Selective cardiac neuroadrenergic abnormalities in hypertensive patients with left ventricular hypertrophy.

BACKGROUND

Increased sympathetic drive to the heart might contribute to the development and progression of myocardial damage in hypertensive patients (HTs). This study assessed the possible presence of abnormalities in myocardial uptake of (123)I-metaiodobenzylguanidine (MIBG), a marker of sympathetic activity, in HTs with left ventricular hypertrophy (LVH).

METHODS

Eleven HTs with LVH and 10 matched normotensive controls underwent clinical and laboratory examination, as well as LVH determination by echocardiography. The presence of myocardial ischemia was ruled out by exercise stress testing. Global and regional myocardial uptake of (123)I-MIBG was determined in both groups using planar and single proton emission tomography scintigraphy. In addition, thallium-201 (Tl-201) myocardial scintigraphy was performed in HTs. The heart/mediastinum (H/M) ratio on planar (123)I-MIBG images at different time points was compared between HTs and controls. Moreover, regional cardiac uptake of (123)I-MIBG was compared between groups and, within the HTs group, with regional Tl-201 uptake.

RESULTS

At all study times, the H/M ratio was lower in HTs than in controls (all p <0.05).
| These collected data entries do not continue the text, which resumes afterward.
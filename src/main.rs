use anyhow::Result;
use clap::Parser;

use yourorbit::Cli;

#[tokio::main]
async fn main() -> Result<()> {
    let cli = Cli::parse();
    cli.run().await
}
A significant reduction in (123)I-MIBG uptake in the mid-inferolateral and mid-inferior segments was observed in HTs compared to controls. Also, a significant reduction in (123)I-MIBG uptake compared to Tl-210 uptake was observed in non-septal segments of HTs.

CONCLUSIONS

Cardiac abnormalities in global and regional uptake of (123)I-MIBG, as well as impaired (123)I-MIBG compared to Tl-201 uptake, are present in HTs with LVH. Given the effect of sympathetic nervous system on the heart, these abnormalities might play a role in hypertension-related cardiac damage.